Midas Capital, a lending and borrowing pool provider, lost over $600,000 to hackers in a security breach over the weekend. It trails a previous security attack one of the project’s products faced last year.
With Midas Capital harnessing the BNB Chain to run its project, the protocol becomes the second on the Binance-native blockchain to get hacked within two days.
Midas Capital Gets Drained for Over $600k
The codes governing Midas Capital’s lending protocol were forked from those of the DeFi lending project Compound Finance. According to a public statement published by the project’s developer team, the attack occurred in one of these pools. The attack was first discovered and reported by the blockchain security team Ancilia.

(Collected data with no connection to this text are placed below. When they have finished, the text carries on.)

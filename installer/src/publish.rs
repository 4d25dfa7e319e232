//! Publishing the installed SDK to later build steps.
//!
//! The installer exports `FLUTTER_ROOT` and adds two directories to the
//! search path, in order: `{root}/bin` then `{root}/bin/cache/dart-sdk/bin`.
//! Under GitHub Actions both go to the runner's command files; elsewhere they
//! are collected and rendered as shell snippets.

use crate::dirs::BaseDirs;
use crate::output::ShellSnippet;
use camino::{Utf8Path, Utf8PathBuf};
use std::fs::OpenOptions;
use std::io::{self, Write};
use std::path::{Path, PathBuf};

/// Environment variable naming the SDK root.
pub const FLUTTER_ROOT_VAR: &str = "FLUTTER_ROOT";

/// Sink for environment exports and search path additions.
#[cfg_attr(test, mockall::automock)]
pub trait Publisher {
    /// Export `name=value` to later steps.
    ///
    /// # Errors
    ///
    /// Returns [`PublishError`] when the value cannot be recorded.
    fn export_variable(&mut self, name: &str, value: &str) -> Result<(), PublishError>;

    /// Add `dir` to the search path of later steps.
    ///
    /// # Errors
    ///
    /// Returns [`PublishError`] when the directory cannot be recorded.
    fn add_path(&mut self, dir: &Path) -> Result<(), PublishError>;
}

/// Errors arising while publishing the SDK location.
#[derive(Debug, thiserror::Error)]
pub enum PublishError {
    /// The value would span several lines of a command file.
    #[error("value for {name} contains a newline")]
    MultilineValue {
        /// Variable name, or `PATH` for search path entries.
        name: String,
    },

    /// The path cannot be written as UTF-8.
    #[error("path {path} is not valid UTF-8")]
    NonUtf8Path {
        /// The rejected path.
        path: PathBuf,
    },

    /// Appending to a command file failed.
    #[error("failed to append to {path}")]
    Io {
        /// The command file.
        path: PathBuf,
        /// The underlying I/O error.
        #[source]
        source: io::Error,
    },
}

/// The search path entries contributed by an SDK rooted at `root`, in
/// publication order.
#[must_use]
pub fn sdk_path_entries(root: &Path) -> [PathBuf; 2] {
    let bin = root.join("bin");
    let dart_bin = bin.join("cache").join("dart-sdk").join("bin");
    [bin, dart_bin]
}

/// Export `FLUTTER_ROOT` and add the SDK's search path entries.
///
/// # Errors
///
/// Returns the first [`PublishError`] raised by the publisher.
pub fn publish_sdk(root: &Path, publisher: &mut dyn Publisher) -> Result<(), PublishError> {
    let root_str = utf8(root)?;
    publisher.export_variable(FLUTTER_ROOT_VAR, root_str.as_str())?;
    for dir in sdk_path_entries(root) {
        publisher.add_path(&dir)?;
    }
    Ok(())
}

fn utf8(path: &Path) -> Result<&Utf8Path, PublishError> {
    Utf8Path::from_path(path).ok_or_else(|| PublishError::NonUtf8Path {
        path: path.to_path_buf(),
    })
}

fn single_line(name: &str, value: &str) -> Result<(), PublishError> {
    if value.contains(['\n', '\r']) {
        return Err(PublishError::MultilineValue {
            name: name.to_owned(),
        });
    }
    Ok(())
}

/// Appends to the runner's `GITHUB_ENV` and `GITHUB_PATH` files.
#[derive(Debug, Clone)]
pub struct GithubActionsPublisher {
    env_file: PathBuf,
    path_file: PathBuf,
}

impl GithubActionsPublisher {
    /// Create a publisher writing the given command files.
    #[must_use]
    pub fn new(env_file: impl Into<PathBuf>, path_file: impl Into<PathBuf>) -> Self {
        Self {
            env_file: env_file.into(),
            path_file: path_file.into(),
        }
    }

    /// Create a publisher from the runner environment, if both command files
    /// are configured.
    #[must_use]
    pub fn from_dirs(dirs: &dyn BaseDirs) -> Option<Self> {
        Some(Self::new(dirs.github_env_file()?, dirs.github_path_file()?))
    }

    fn append_line(file: &Path, line: &str) -> Result<(), PublishError> {
        let io_err = |source| PublishError::Io {
            path: file.to_path_buf(),
            source,
        };
        let mut handle = OpenOptions::new()
            .create(true)
            .append(true)
            .open(file)
            .map_err(io_err)?;
        writeln!(handle, "{line}").map_err(io_err)
    }
}

impl Publisher for GithubActionsPublisher {
    fn export_variable(&mut self, name: &str, value: &str) -> Result<(), PublishError> {
        single_line(name, value)?;
        log::debug!("exporting {name} via {}", self.env_file.display());
        Self::append_line(&self.env_file, &format!("{name}={value}"))
    }

    fn add_path(&mut self, dir: &Path) -> Result<(), PublishError> {
        let dir = utf8(dir)?;
        single_line("PATH", dir.as_str())?;
        log::debug!("adding {dir} via {}", self.path_file.display());
        Self::append_line(&self.path_file, dir.as_str())
    }
}

/// Collects exports for rendering as shell configuration.
#[derive(Debug, Clone, Default)]
pub struct ShellPublisher {
    variables: Vec<(String, String)>,
    paths: Vec<Utf8PathBuf>,
}

impl ShellPublisher {
    /// Create an empty publisher.
    #[must_use]
    pub fn new() -> Self {
        Self::default()
    }

    /// Render the collected exports.
    #[must_use]
    pub fn snippet(&self) -> ShellSnippet {
        ShellSnippet::new(&self.variables, &self.paths)
    }
}

impl Publisher for ShellPublisher {
    fn export_variable(&mut self, name: &str, value: &str) -> Result<(), PublishError> {
        single_line(name, value)?;
        self.variables.push((name.to_owned(), value.to_owned()));
        Ok(())
    }

    fn add_path(&mut self, dir: &Path) -> Result<(), PublishError> {
        let dir = utf8(dir)?;
        single_line("PATH", dir.as_str())?;
        self.paths.push(dir.to_path_buf());
        Ok(())
    }
}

Although Midas Capital noted that it has “paused all pools” to curb the magnitude of the attack, the hacker was able to siphon over half a million dollars. On-chain data on the blockchain analytics platform DeFiLlama, Midas Capital currently has $2.79 million in its total value locked (TVL), representing around an 11% decrease from its TVL hours earlier.
A similar approach to the latest attack has recently been used against the DeFi lending protocol Hundred Finance. On April 15th, the project suffered a $7 million exploit. This suggests that the recent security breach may have been conducted by the same hacker. Still, the hacker’s identity remains unknown.
Not the First Time
Notably, this is not the first time Midas Capital will face the impact of a security attack. In January, Jarvis jFIAT pool, a product built by Midas Capital in collaboration with Polygon-based Jarvis Network, suffered an attack that saw $660,000 depart from the project’s purse.
The hacker utilized a re-entrancy attack and price oracle manipulation to exploit a newly added feature in the protocol.
Meanwhile, another BNB Chain-based project, Atlantis Loans, was drained of $2.5 million in a Friday attack. The hacker used a governance attack to facilitate the attack.